The Labor Department has joined the Corzine campaign in consistently trying to put the best spin on increasing unemployment in New Jersey. In June, when unemployment crossed the nine percent threshold for the first time in thirty-two years, State Labor Department Commissioner David Socolow stressed that the loss of just 2,100 jobs identified in the report was the smallest since the recession began in December 2007.
Then in the following month, the department released figures revising the number of jobs lost in the previous report up to 3,100.
Similarly in August, the department released a report highlighting an increase of 13,000 private sector jobs in July, which it reported was offset by public sector losses of 7,100 jobs.
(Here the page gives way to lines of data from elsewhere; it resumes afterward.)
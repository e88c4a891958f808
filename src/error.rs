//! Error types for zoomle

use thiserror::Error;

/// Main error type for zoomle operations
#[derive(Error, Debug)]
pub enum Error {
    #[error("Catalog is empty, no target can be selected")]
    EmptyCatalog,

    #[error("Round is already over")]
    RoundAlreadyOver,

    #[error("Already guessed: {0}")]
    DuplicateGuess(String),

    #[error("Unknown location: {0}")]
    UnknownLocation(String),

    #[error("Reset is only allowed in practice mode")]
    ResetNotAllowed,

    #[error("Invalid coordinates: {0}")]
    InvalidCoordinates(String),

    #[error("Catalog error: {0}")]
    Catalog(String),

    #[error("Configuration error: {0}")]
    Config(String),

    #[error("IO error: {0}")]
    Io(#[from] std::io::Error),

    #[error("JSON error: {0}")]
    Json(#[from] serde_json::Error),

    #[error("Server error: {0}")]
    Server(String),
}

/// Result type alias for zoomle operations
pub type Result<T> = std::result::Result<T, Error>;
Socolow trumpeted the report. “Governor Corzine’s economic recovery initiatives are fostering job creation, and the nation’s recovery program is helping to restore economic confidence,” he said.
But in its September report, Socolow’s department cut the estimate of private sector jobs gained in July by more than half to 5,600. When combined with the 7,100 public sector losses from July, New Jersey actually showed a net loss of 1,500 jobs for the month. The revision was not as widely reported as the initial estimate of 13,000 private sector jobs added, giving Corzine a much needed boost at the time when his campaign was trailing Christie by double-digits.
After trailing by7-9 points in independent polling released at the beginning of September, Corzine has pulled to within the margin of error in polls released over the past week. But the incumbent governor still garners only around 40 percent of the vote, breaking through that mark only twice in the last ten surveys taken in the race. Playing fast and loose with job creation numbers and unemployment figures is not likely to increase Corzine’s share of the vote on November 3.